In 2020, tonnage was also down at the Port of Green Bay. By early December, 143 ships had visited the port this year compared to 161 at the same time last year, according to a news release from Brown County Port & Resource Recovery.

But it wasn’t bad news all around for the state’s ports.

It was a record-breaking year for wind energy cargo at the Port of Duluth-Superior — the second in a row. Thirty ships from eight different countries carried wind cargo through the port this year, DeLuca said.

“Last year’s record was 306,000 freight tons. That broke a record that we set in 2008, and it was really just a lean at the tape, like we barely broke the record. But this year, we blew it out of the water,” she said.

More than half a million freight tons of wind energy cargo traveled through the Port of Duluth-Superior in 2020. About 50 employees work at the terminal that processes wind cargo and they had a busy summer, DeLuca said. Originally, shipments were expected all year long, but due to the pandemic, many were pushed back to the second half of 2020.

In the southeastern part of the state, Port Milwaukee had a strong year despite some big challenges, including a storm last winter that caused almost $2 million in damages, said director Adam Tindall-Schlicht. As of Dec. 1, the port was on track to equal its commercial performance in 2019. That is its best year in about a decade, he said.

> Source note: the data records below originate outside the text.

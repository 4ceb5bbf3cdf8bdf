pub mod bench;
mod cancel;
pub mod convergence;
mod error;
mod field;
pub mod grid;
pub mod norms;
pub mod operator;
pub mod pipeline;
pub mod problem;
pub mod solver;
pub mod time;

// Prelude
pub use cancel::CancelToken;
pub use convergence::{ConvergenceRecord, ConvergenceReport, Study, run_study};
pub use error::{PdeError, Result};
pub use field::{Field, FieldSample};
pub use grid::{AxisSpec, BoundaryKind, Grid, Side};
pub use operator::{LinearSystem, Operator, PdeKind};
pub use pipeline::{RunOutcome, run};
pub use problem::{Forcing, Problem};
pub use solver::{SolverConfig, SolverMethod, SolverState, SolverStatus, solve};
pub use time::{Scheme, TimeConfig, TimeIntegrator};
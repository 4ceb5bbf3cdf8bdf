use tracing::trace;

use super::preconditioner::Preconditioner;
use super::vector::{axpy, dot, l2_norm, residual_into, xpby};
use super::{DivergenceCause, SolverConfig, SolverMethod, SolverStatus};
use crate::operator::LinearSystem;

/// Pivot magnitude below which a Krylov recurrence is considered broken.
const BREAKDOWN: f64 = 1e-300;

/// Per-method recurrence state.
#[derive(Debug)]
enum MethodState<'s> {
    ConjugateResidual {
        r: Vec<f64>,
        p: Vec<f64>,
        ar: Vec<f64>,
        ap: Vec<f64>,
        rar: f64,
    },
    Gmres(Box<GmresState>),
    Pcg {
        r: Vec<f64>,
        z: Vec<f64>,
        p: Vec<f64>,
        ap: Vec<f64>,
        rz: f64,
        preconditioner: Preconditioner<'s>,
    },
}

#[derive(Debug)]
struct GmresState {
    restart: usize,
    basis: Vec<Vec<f64>>,
    /// Columns of the rotated Hessenberg matrix (upper triangular part).
    columns: Vec<Vec<f64>>,
    cs: Vec<f64>,
    sn: Vec<f64>,
    g: Vec<f64>,
    w: Vec<f64>,
}

/// An in-progress linear solve, advanced one iteration at a time.
///
/// `iterate` is the unit timed by the benchmark hooks; [`super::solve`]
/// drives it to completion with cancellation checks in between.
#[derive(Debug)]
pub struct SolveSession<'s> {
    system: &'s LinearSystem,
    config: SolverConfig,
    method: SolverMethod,
    b: Vec<f64>,
    x: Vec<f64>,
    state: MethodState<'s>,
    reference: f64,
    initial_residual: f64,
    residual: f64,
    iterations: usize,
    status: SolverStatus,
    history: Vec<f64>,
}

impl<'s> SolveSession<'s> {
    /// Start a solve of `A x = rhs` from `guess`.
    ///
    /// `rhs` holds the equation right-hand side on unknown rows and the
    /// prescribed values on Dirichlet rows; the guess is overwritten there.
    pub fn new(
        system: &'s LinearSystem,
        rhs: &[f64],
        guess: Vec<f64>,
        config: &SolverConfig,
    ) -> Self {
        Self::with_reference(system, rhs, guess, config, None)
    }

    /// Like [`SolveSession::new`], measuring convergence against a given
    /// reference residual instead of this session's initial one.
    pub(crate) fn with_reference(
        system: &'s LinearSystem,
        rhs: &[f64],
        mut guess: Vec<f64>,
        config: &SolverConfig,
        reference: Option<f64>,
    ) -> Self {
        let n = system.len();
        let b = system.lift(rhs);
        for i in 0..n {
            if !system.is_unknown(i) {
                guess[i] = b[i];
            }
        }

        let mut ax = vec![0.0; n];
        system.apply(&guess, &mut ax);
        let mut r = vec![0.0; n];
        residual_into(&b, &ax, &mut r);
        let r0 = l2_norm(&r);

        let method = config.method.resolve(system);
        let state = match method {
            SolverMethod::Gmres { restart } => {
                MethodState::Gmres(Box::new(GmresState::start(restart.max(1), &r, r0)))
            }
            SolverMethod::Pcg { preconditioner } => {
                let mut preconditioner = Preconditioner::new(preconditioner, system);
                let mut z = vec![0.0; n];
                preconditioner.apply(&r, &mut z);
                let rz = dot(&r, &z);
                MethodState::Pcg {
                    p: z.clone(),
                    r,
                    z,
                    ap: vec![0.0; n],
                    rz,
                    preconditioner,
                }
            }
            // Auto has been resolved above.
            SolverMethod::ConjugateResidual | SolverMethod::Auto => {
                let mut ar = vec![0.0; n];
                system.apply(&r, &mut ar);
                let rar = dot(&r, &ar);
                MethodState::ConjugateResidual {
                    p: r.clone(),
                    ap: ar.clone(),
                    r,
                    ar,
                    rar,
                }
            }
        };

        let reference = reference.unwrap_or(r0);
        let status = if !r0.is_finite() {
            SolverStatus::Diverged(DivergenceCause::NonFinite)
        } else if r0 == 0.0 || r0 < config.tolerance * reference {
            SolverStatus::Converged
        } else if config.max_iterations == 0 {
            SolverStatus::IterationLimitReached
        } else {
            SolverStatus::Running
        };

        Self {
            system,
            config: *config,
            method,
            b,
            x: guess,
            state,
            reference,
            initial_residual: r0,
            residual: r0,
            iterations: 0,
            status,
            history: vec![r0],
        }
    }

    pub fn status(&self) -> SolverStatus {
        self.status
    }

    /// Method actually used, with `Auto` resolved.
    pub fn method(&self) -> SolverMethod {
        self.method
    }

    pub fn iterations(&self) -> usize {
        self.iterations
    }

    pub fn residual_norm(&self) -> f64 {
        self.residual
    }

    pub fn initial_residual(&self) -> f64 {
        self.initial_residual
    }

    pub fn residual_history(&self) -> &[f64] {
        &self.history
    }

    /// Current iterate. Only up to date once the session has stopped.
    pub fn solution(&self) -> &[f64] {
        &self.x
    }

    pub(crate) fn into_parts(self) -> (Vec<f64>, Vec<f64>) {
        (self.x, self.history)
    }

    /// Stop a running session, leaving the iterate consistent.
    pub fn cancel(&mut self) {
        if self.status == SolverStatus::Running {
            self.flush();
            self.status = SolverStatus::Diverged(DivergenceCause::Cancelled);
        }
    }

    /// Perform one iteration. A stopped session is left unchanged.
    pub fn iterate(&mut self) -> SolverStatus {
        if self.status != SolverStatus::Running {
            return self.status;
        }
        self.iterations += 1;

        let step = match &mut self.state {
            MethodState::ConjugateResidual { r, p, ar, ap, rar } => {
                conjugate_residual_step(self.system, &mut self.x, r, p, ar, ap, rar)
            }
            MethodState::Pcg {
                r,
                z,
                p,
                ap,
                rz,
                preconditioner,
            } => pcg_step(self.system, preconditioner, &mut self.x, r, z, p, ap, rz),
            MethodState::Gmres(g) => g.step(self.system),
        };

        let (residual, breakdown) = match step {
            Ok(res) => (res, false),
            Err(res) => (res, true),
        };
        self.residual = residual;
        self.history.push(residual);
        trace!(iteration = self.iterations, residual, "solver iteration");

        let tol = self.config.tolerance * self.reference;
        self.status = if !residual.is_finite() {
            SolverStatus::Diverged(DivergenceCause::NonFinite)
        } else if residual < tol {
            SolverStatus::Converged
        } else if breakdown {
            SolverStatus::Diverged(DivergenceCause::Breakdown)
        } else if residual > self.config.divergence_factor * self.reference {
            SolverStatus::Diverged(DivergenceCause::ResidualGrowth)
        } else if self.iterations >= self.config.max_iterations {
            SolverStatus::IterationLimitReached
        } else {
            SolverStatus::Running
        };

        if let MethodState::Gmres(g) = &mut self.state {
            if self.status != SolverStatus::Running || g.cycle_full() {
                g.update_solution(&mut self.x);
                if self.status == SolverStatus::Running {
                    g.restart_from(self.system, &self.b, &self.x);
                }
            }
        }
        if self.status != SolverStatus::Running {
            self.finalize_residual();
        }
        self.status
    }

    fn flush(&mut self) {
        if let MethodState::Gmres(g) = &mut self.state {
            g.update_solution(&mut self.x);
        }
        self.finalize_residual();
    }

    /// Replace the recurrence residual by the true one for reporting.
    fn finalize_residual(&mut self) {
        if !self.residual.is_finite() {
            return;
        }
        let n = self.x.len();
        let mut ax = vec![0.0; n];
        self.system.apply(&self.x, &mut ax);
        let mut r = vec![0.0; n];
        residual_into(&self.b, &ax, &mut r);
        self.residual = l2_norm(&r);
    }
}

/// One conjugate residual step. Returns the new residual norm, or `Err`
/// with the current norm on breakdown.
fn conjugate_residual_step(
    system: &LinearSystem,
    x: &mut [f64],
    r: &mut [f64],
    p: &mut [f64],
    ar: &mut [f64],
    ap: &mut [f64],
    rar: &mut f64,
) -> std::result::Result<f64, f64> {
    let app = dot(ap, ap);
    if app <= BREAKDOWN || rar.abs() <= BREAKDOWN {
        return Err(l2_norm(r));
    }
    let alpha = *rar / app;
    axpy(alpha, p, x);
    axpy(-alpha, ap, r);
    let norm = l2_norm(r);

    system.apply(r, ar);
    let rar_new = dot(r, ar);
    let beta = rar_new / *rar;
    *rar = rar_new;
    xpby(r, beta, p);
    xpby(ar, beta, ap);
    Ok(norm)
}

#[allow(clippy::too_many_arguments)]
fn pcg_step(
    system: &LinearSystem,
    preconditioner: &mut Preconditioner<'_>,
    x: &mut [f64],
    r: &mut [f64],
    z: &mut [f64],
    p: &mut [f64],
    ap: &mut [f64],
    rz: &mut f64,
) -> std::result::Result<f64, f64> {
    system.apply(p, ap);
    let pap = dot(p, ap);
    if pap.is_nan() || pap <= BREAKDOWN || rz.is_nan() || *rz <= BREAKDOWN {
        return Err(l2_norm(r));
    }
    let alpha = *rz / pap;
    axpy(alpha, p, x);
    axpy(-alpha, ap, r);
    let norm = l2_norm(r);

    preconditioner.apply(r, z);
    let rz_new = dot(r, z);
    let beta = rz_new / *rz;
    *rz = rz_new;
    xpby(z, beta, p);
    Ok(norm)
}

impl GmresState {
    fn start(restart: usize, r: &[f64], beta: f64) -> Self {
        let mut g = Self {
            restart,
            basis: Vec::with_capacity(restart + 1),
            columns: Vec::with_capacity(restart),
            cs: Vec::with_capacity(restart),
            sn: Vec::with_capacity(restart),
            g: Vec::with_capacity(restart + 1),
            w: vec![0.0; r.len()],
        };
        g.begin_cycle(r, beta);
        g
    }

    fn begin_cycle(&mut self, r: &[f64], beta: f64) {
        self.basis.clear();
        self.columns.clear();
        self.cs.clear();
        self.sn.clear();
        self.g.clear();
        let scale = if beta > 0.0 { 1.0 / beta } else { 0.0 };
        self.basis.push(r.iter().map(|v| v * scale).collect());
        self.g.push(beta);
    }

    fn cycle_full(&self) -> bool {
        self.columns.len() >= self.restart
    }

    /// One Arnoldi step with modified Gram-Schmidt and Givens update.
    fn step(&mut self, system: &LinearSystem) -> std::result::Result<f64, f64> {
        let j = self.columns.len();
        system.apply(&self.basis[j], &mut self.w);

        let mut h = Vec::with_capacity(j + 2);
        for v in &self.basis {
            let hij = dot(&self.w, v);
            axpy(-hij, v, &mut self.w);
            h.push(hij);
        }
        let h_next = l2_norm(&self.w);
        h.push(h_next);

        for k in 0..j {
            let (c, s) = (self.cs[k], self.sn[k]);
            let (a, b) = (h[k], h[k + 1]);
            h[k] = c * a + s * b;
            h[k + 1] = -s * a + c * b;
        }
        let denom = h[j].hypot(h[j + 1]);
        if denom <= BREAKDOWN {
            return Err(self.g[j].abs());
        }
        let (c, s) = (h[j] / denom, h[j + 1] / denom);
        h[j] = denom;
        h.truncate(j + 1);
        self.cs.push(c);
        self.sn.push(s);
        let gj = self.g[j];
        self.g[j] = c * gj;
        self.g.push(-s * gj);
        self.columns.push(h);

        if h_next > BREAKDOWN {
            let inv = 1.0 / h_next;
            self.basis.push(self.w.iter().map(|v| v * inv).collect());
        } else {
            // Lucky breakdown: the Krylov space is invariant and the
            // least-squares residual is exact.
            self.basis.push(vec![0.0; self.w.len()]);
        }
        Ok(self.g[j + 1].abs())
    }

    /// Back-substitute the triangular system and add the correction to `x`.
    fn update_solution(&mut self, x: &mut [f64]) {
        let k = self.columns.len();
        if k == 0 {
            return;
        }
        let mut y = vec![0.0; k];
        for i in (0..k).rev() {
            let mut s = self.g[i];
            for (jj, yj) in y.iter().enumerate().skip(i + 1) {
                s -= self.columns[jj][i] * yj;
            }
            y[i] = s / self.columns[i][i];
        }
        for (yi, v) in y.iter().zip(&self.basis) {
            axpy(*yi, v, x);
        }
        self.columns.clear();
    }

    fn restart_from(&mut self, system: &LinearSystem, b: &[f64], x: &[f64]) {
        system.apply(x, &mut self.w);
        let r: Vec<f64> = b.iter().zip(&self.w).map(|(bi, ai)| bi - ai).collect();
        let beta = l2_norm(&r);
        self.begin_cycle(&r, beta);
    }
}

That is thanks largely to the diverse cargo that moves through Port Milwaukee, he said. While the port saw a decline in some commodities, exports of Wisconsin corn, grain and soy were highlights for port authorities across the state, he added.

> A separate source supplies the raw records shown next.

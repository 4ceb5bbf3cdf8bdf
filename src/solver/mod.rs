//! Iterative linear solvers for the assembled systems.
//!
//! The default method is chosen from the system: conjugate residual for
//! symmetric systems and restarted GMRES otherwise. Both minimise the
//! residual norm over a growing Krylov space, so the residual never
//! increases from one iteration to the next. Preconditioned CG is available
//! for SPD systems and falls back to GMRES when its recurrence breaks down.

mod krylov;
mod multigrid;
mod preconditioner;
pub mod vector;

use std::fmt;

use serde::{Deserialize, Serialize};
use tracing::{debug, warn};

use crate::cancel::CancelToken;
use crate::error::{PdeError, Result};
use crate::field::Field;
use crate::operator::LinearSystem;

pub use krylov::SolveSession;
pub use preconditioner::PreconditionerKind;

/// Krylov dimension used by GMRES unless configured otherwise.
pub const DEFAULT_RESTART: usize = 150;

/// Why a solve stopped early.
#[derive(Debug, Clone, Copy, PartialEq, Eq, Serialize, Deserialize)]
#[serde(rename_all = "kebab-case")]
pub enum DivergenceCause {
    /// Residual exceeded `divergence_factor` times the initial residual.
    ResidualGrowth,
    NonFinite,
    /// The Krylov recurrence hit a zero pivot.
    Breakdown,
    Cancelled,
}

impl fmt::Display for DivergenceCause {
    fn fmt(&self, f: &mut fmt::Formatter<'_>) -> fmt::Result {
        f.write_str(match self {
            DivergenceCause::ResidualGrowth => "residual growth",
            DivergenceCause::NonFinite => "non-finite residual",
            DivergenceCause::Breakdown => "breakdown",
            DivergenceCause::Cancelled => "cancelled",
        })
    }
}

#[derive(Debug, Clone, Copy, PartialEq, Eq, Serialize, Deserialize)]
#[serde(tag = "status", content = "cause", rename_all = "kebab-case")]
pub enum SolverStatus {
    Running,
    Converged,
    /// Budget exhausted. Reported, not fatal: callers decide.
    IterationLimitReached,
    Diverged(DivergenceCause),
}

impl SolverStatus {
    pub fn is_converged(&self) -> bool {
        matches!(self, SolverStatus::Converged)
    }
}

impl fmt::Display for SolverStatus {
    fn fmt(&self, f: &mut fmt::Formatter<'_>) -> fmt::Result {
        match self {
            SolverStatus::Running => f.write_str("running"),
            SolverStatus::Converged => f.write_str("converged"),
            SolverStatus::IterationLimitReached => f.write_str("iteration limit reached"),
            SolverStatus::Diverged(cause) => write!(f, "diverged ({cause})"),
        }
    }
}

/// Iterative method.
#[derive(Debug, Clone, Copy, Default, PartialEq, Serialize, Deserialize)]
#[serde(tag = "type", rename_all = "kebab-case")]
pub enum SolverMethod {
    /// Conjugate residual when the system is symmetric, GMRES otherwise.
    #[default]
    Auto,
    ConjugateResidual,
    Gmres {
        #[serde(default = "default_restart")]
        restart: usize,
    },
    Pcg {
        #[serde(default)]
        preconditioner: PreconditionerKind,
    },
}

fn default_restart() -> usize {
    DEFAULT_RESTART
}

impl SolverMethod {
    /// Replace `Auto` by the concrete method for `system`.
    pub fn resolve(self, system: &LinearSystem) -> SolverMethod {
        match self {
            SolverMethod::Auto if system.is_symmetric() => SolverMethod::ConjugateResidual,
            SolverMethod::Auto => SolverMethod::Gmres {
                restart: DEFAULT_RESTART,
            },
            other => other,
        }
    }

    pub fn name(&self) -> &'static str {
        match self {
            SolverMethod::Auto => "auto",
            SolverMethod::ConjugateResidual => "conjugate-residual",
            SolverMethod::Gmres { .. } => "gmres",
            SolverMethod::Pcg { .. } => "pcg",
        }
    }
}

/// Linear solver settings.
#[derive(Debug, Clone, Copy, PartialEq, Serialize, Deserialize)]
#[serde(default)]
pub struct SolverConfig {
    pub method: SolverMethod,
    /// Stop when `||r|| / ||r0|| < tolerance`.
    pub tolerance: f64,
    pub max_iterations: usize,
    /// Give up when `||r|| > divergence_factor * ||r0||`.
    pub divergence_factor: f64,
}

impl Default for SolverConfig {
    fn default() -> Self {
        Self {
            method: SolverMethod::Auto,
            tolerance: 1e-10,
            max_iterations: 10_000,
            divergence_factor: 1e6,
        }
    }
}

impl SolverConfig {
    pub fn validate(&self) -> Result<()> {
        if !(self.tolerance.is_finite() && self.tolerance > 0.0) {
            return Err(PdeError::config(format!(
                "solver tolerance must be positive, got {}",
                self.tolerance
            )));
        }
        if self.max_iterations == 0 {
            return Err(PdeError::config("solver max_iterations must be at least 1"));
        }
        if self.divergence_factor.is_nan() || self.divergence_factor <= 1.0 {
            return Err(PdeError::config(format!(
                "divergence_factor must exceed 1, got {}",
                self.divergence_factor
            )));
        }
        match self.method {
            SolverMethod::Gmres { restart: 0 } => {
                Err(PdeError::config("gmres restart must be at least 1"))
            }
            SolverMethod::Pcg {
                preconditioner: PreconditionerKind::Ssor { omega },
            } if omega.is_nan() || omega <= 0.0 || omega >= 2.0 => Err(PdeError::config(format!(
                "ssor omega must lie in (0, 2), got {omega}"
            ))),
            _ => Ok(()),
        }
    }
}

/// Outcome of a linear solve.
#[derive(Debug, Clone)]
pub struct SolverState<'g> {
    pub iterate: Field<'g>,
    pub residual_norm: f64,
    pub initial_residual: f64,
    pub iterations: usize,
    pub status: SolverStatus,
    /// Method that produced the iterate, after `Auto` resolution and fallback.
    pub method: SolverMethod,
    pub residual_history: Vec<f64>,
}

impl SolverState<'_> {
    pub fn relative_residual(&self) -> f64 {
        if self.initial_residual > 0.0 {
            self.residual_norm / self.initial_residual
        } else {
            0.0
        }
    }
}

/// Solve `A x = rhs` starting from `guess`.
///
/// Never fails: non-convergence is reported through [`SolverState::status`]
/// together with the furthest iterate reached. The cancellation token is
/// checked before every iteration.
pub fn solve<'g>(
    system: &LinearSystem,
    rhs: &Field<'g>,
    guess: Field<'g>,
    config: &SolverConfig,
    cancel: &CancelToken,
) -> SolverState<'g> {
    let grid = guess.grid();
    let mut session = SolveSession::new(system, rhs.values(), guess.into_values(), config);
    drive(&mut session, cancel);

    let initial_residual = session.initial_residual();
    let mut iterations = session.iterations();
    let mut status = session.status();
    let mut method = session.method();
    let mut residual_norm = session.residual_norm();
    let (mut x, mut history) = session.into_parts();

    let fell_over = matches!(
        status,
        SolverStatus::Diverged(DivergenceCause::Breakdown | DivergenceCause::ResidualGrowth)
    );
    let is_pcg = matches!(method, SolverMethod::Pcg { .. });
    if fell_over && is_pcg && iterations < config.max_iterations {
        warn!(
            iterations,
            %status,
            "pcg failed, system is not positive definite; falling back to gmres"
        );
        let fallback = SolverConfig {
            method: SolverMethod::Gmres {
                restart: DEFAULT_RESTART,
            },
            max_iterations: config.max_iterations - iterations,
            ..*config
        };
        let mut session = SolveSession::with_reference(
            system,
            rhs.values(),
            x,
            &fallback,
            Some(initial_residual),
        );
        drive(&mut session, cancel);
        iterations += session.iterations();
        status = session.status();
        method = session.method();
        residual_norm = session.residual_norm();
        let (fx, fh) = session.into_parts();
        x = fx;
        history.extend_from_slice(&fh[1..]);
    }

    debug!(
        method = method.name(),
        iterations,
        residual = residual_norm,
        initial_residual,
        %status,
        "linear solve finished"
    );

    SolverState {
        iterate: Field::from_solver(grid, x),
        residual_norm,
        initial_residual,
        iterations,
        status,
        method,
        residual_history: history,
    }
}

fn drive(session: &mut SolveSession<'_>, cancel: &CancelToken) {
    while session.status() == SolverStatus::Running {
        if cancel.is_cancelled() {
            session.cancel();
            break;
        }
        session.iterate();
    }
}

Despite the challenges of 2020, Port Milwaukee is in the midst of a historic resurgence, Tindall-Schlicht said. Construction on its new agricultural export facility will begin in early 2021. Port Milwaukee and other Wisconsin ports are also moving into the international cruise shipping, with companies like Viking Cruise Lines and Pearl Seas committed to making Milwaukee the turnaround point for their Great Lakes routes, he said.

Tindall-Schlicht, who serves as president of the Wisconsin Commercial Ports Association, said the state’s ports aren’t just dealing with the coronavirus pandemic. They’re also facing challenges due to climate change, he said, noting it’s not unusual for water levels to fluctuate on the Great Lakes, but it’s become more extreme over the last decade.

“The way that port authorities and coastal communities throughout our state respond, maintain operation and plan for the future through the lens of coastal resiliency is increasingly important,” he said.

Both DeLuca and Tindall-Schlicht agree they were impressed by the adaptability and resilience their industry showed this year.

“So many challenges in 2020, but our port authorities, including Port Milwaukee, have met the challenge, have continued to be a backbone for both new recreational services, but also our ongoing statewide support for commercial supply chains. I anticipate they’ll continue to grow in the future,” he said.